From the entries below, copy every line that has the word "await".

=== Begin Enclosure ===

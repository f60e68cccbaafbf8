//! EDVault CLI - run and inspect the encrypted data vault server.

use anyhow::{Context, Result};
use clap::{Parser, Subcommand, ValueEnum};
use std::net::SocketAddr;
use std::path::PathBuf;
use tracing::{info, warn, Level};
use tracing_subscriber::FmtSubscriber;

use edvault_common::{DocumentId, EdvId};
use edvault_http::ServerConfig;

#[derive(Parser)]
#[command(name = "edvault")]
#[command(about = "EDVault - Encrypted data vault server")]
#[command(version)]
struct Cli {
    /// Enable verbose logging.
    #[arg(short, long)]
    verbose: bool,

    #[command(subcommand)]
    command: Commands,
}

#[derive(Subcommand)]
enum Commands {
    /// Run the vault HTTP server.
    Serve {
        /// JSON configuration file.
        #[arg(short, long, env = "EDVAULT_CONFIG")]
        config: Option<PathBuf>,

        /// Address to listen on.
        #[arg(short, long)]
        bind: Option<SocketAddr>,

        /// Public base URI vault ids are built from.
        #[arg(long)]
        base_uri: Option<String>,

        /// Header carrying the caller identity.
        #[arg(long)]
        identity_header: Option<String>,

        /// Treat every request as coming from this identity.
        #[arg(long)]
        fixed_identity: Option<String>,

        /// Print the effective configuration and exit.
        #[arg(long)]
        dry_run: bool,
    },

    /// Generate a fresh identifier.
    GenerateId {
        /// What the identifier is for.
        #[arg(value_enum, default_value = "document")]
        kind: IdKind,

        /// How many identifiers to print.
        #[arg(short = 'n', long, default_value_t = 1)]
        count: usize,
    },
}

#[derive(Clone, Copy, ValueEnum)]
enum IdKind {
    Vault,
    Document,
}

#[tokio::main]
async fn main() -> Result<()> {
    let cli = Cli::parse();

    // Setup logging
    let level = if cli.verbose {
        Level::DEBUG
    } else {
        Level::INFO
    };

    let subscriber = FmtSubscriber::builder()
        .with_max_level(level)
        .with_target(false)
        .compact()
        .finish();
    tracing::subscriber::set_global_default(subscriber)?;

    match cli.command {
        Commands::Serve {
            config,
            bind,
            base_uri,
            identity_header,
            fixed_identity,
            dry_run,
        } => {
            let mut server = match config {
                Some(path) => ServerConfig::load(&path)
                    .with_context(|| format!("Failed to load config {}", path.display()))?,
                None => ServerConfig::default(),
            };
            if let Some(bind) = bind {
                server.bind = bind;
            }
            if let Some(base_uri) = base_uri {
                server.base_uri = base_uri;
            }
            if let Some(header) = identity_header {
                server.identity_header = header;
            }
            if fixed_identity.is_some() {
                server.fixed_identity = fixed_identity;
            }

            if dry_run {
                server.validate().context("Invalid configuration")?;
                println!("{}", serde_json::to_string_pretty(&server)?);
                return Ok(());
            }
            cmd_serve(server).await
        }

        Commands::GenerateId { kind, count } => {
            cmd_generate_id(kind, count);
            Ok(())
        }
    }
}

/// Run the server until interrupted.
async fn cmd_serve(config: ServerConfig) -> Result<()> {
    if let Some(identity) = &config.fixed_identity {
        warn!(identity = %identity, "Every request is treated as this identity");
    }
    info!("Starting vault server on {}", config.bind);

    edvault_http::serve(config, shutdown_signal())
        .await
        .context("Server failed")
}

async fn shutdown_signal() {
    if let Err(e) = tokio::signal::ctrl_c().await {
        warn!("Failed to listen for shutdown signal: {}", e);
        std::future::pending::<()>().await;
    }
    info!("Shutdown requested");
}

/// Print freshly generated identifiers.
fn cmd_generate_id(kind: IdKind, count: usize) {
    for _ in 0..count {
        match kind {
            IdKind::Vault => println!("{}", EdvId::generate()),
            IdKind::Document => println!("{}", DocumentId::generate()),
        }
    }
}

=== End Enclosure ===
=== Begin Enclosure ===

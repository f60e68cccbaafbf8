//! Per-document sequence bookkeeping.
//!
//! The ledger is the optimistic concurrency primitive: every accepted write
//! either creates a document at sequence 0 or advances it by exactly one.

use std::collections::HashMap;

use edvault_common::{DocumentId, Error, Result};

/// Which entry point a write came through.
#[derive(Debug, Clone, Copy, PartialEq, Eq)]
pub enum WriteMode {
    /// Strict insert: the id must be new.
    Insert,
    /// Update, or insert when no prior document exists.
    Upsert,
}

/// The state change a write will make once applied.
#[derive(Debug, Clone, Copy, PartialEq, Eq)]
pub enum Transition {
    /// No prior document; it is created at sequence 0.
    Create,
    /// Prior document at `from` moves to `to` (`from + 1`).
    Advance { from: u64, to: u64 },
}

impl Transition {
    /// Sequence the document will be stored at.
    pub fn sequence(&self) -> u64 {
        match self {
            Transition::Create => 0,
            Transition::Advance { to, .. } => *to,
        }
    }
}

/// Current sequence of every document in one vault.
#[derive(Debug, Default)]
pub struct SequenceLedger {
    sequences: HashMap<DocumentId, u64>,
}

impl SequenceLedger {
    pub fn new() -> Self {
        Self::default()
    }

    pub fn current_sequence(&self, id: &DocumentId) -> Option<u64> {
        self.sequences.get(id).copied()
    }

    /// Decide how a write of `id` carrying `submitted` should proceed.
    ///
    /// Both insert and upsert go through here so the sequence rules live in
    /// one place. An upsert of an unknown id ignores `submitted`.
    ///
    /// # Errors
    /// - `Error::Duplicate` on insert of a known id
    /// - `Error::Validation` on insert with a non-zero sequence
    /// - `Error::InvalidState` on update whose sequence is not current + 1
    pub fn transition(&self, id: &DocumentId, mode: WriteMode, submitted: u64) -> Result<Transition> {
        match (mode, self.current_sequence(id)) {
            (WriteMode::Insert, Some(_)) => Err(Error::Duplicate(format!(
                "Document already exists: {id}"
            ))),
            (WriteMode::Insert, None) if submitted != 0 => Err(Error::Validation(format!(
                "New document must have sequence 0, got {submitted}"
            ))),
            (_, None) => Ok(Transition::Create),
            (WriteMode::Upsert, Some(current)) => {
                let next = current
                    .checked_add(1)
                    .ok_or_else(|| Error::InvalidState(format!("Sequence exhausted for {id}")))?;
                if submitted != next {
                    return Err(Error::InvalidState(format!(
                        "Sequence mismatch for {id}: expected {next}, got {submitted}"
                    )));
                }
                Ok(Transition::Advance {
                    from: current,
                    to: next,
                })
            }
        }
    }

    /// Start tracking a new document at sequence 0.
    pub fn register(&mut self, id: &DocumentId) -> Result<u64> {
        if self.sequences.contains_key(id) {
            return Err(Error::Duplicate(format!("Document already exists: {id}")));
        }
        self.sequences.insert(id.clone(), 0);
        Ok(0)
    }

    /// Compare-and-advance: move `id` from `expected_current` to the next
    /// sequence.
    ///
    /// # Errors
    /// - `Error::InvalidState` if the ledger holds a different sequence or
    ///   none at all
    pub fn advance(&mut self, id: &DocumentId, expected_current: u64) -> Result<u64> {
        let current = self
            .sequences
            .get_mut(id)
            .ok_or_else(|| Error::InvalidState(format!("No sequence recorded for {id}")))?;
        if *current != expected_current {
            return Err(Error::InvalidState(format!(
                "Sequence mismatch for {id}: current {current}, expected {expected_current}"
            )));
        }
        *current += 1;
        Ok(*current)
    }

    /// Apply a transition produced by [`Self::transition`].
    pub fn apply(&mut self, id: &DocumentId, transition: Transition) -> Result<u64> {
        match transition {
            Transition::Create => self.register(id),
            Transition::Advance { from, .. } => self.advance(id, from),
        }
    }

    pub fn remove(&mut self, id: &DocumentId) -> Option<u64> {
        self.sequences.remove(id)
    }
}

=== End Enclosure ===

**Task result:**
            cmd_serve(server).await
        .await
    if let Err(e) = tokio::signal::ctrl_c().await {
        std::future::pending::<()>().await;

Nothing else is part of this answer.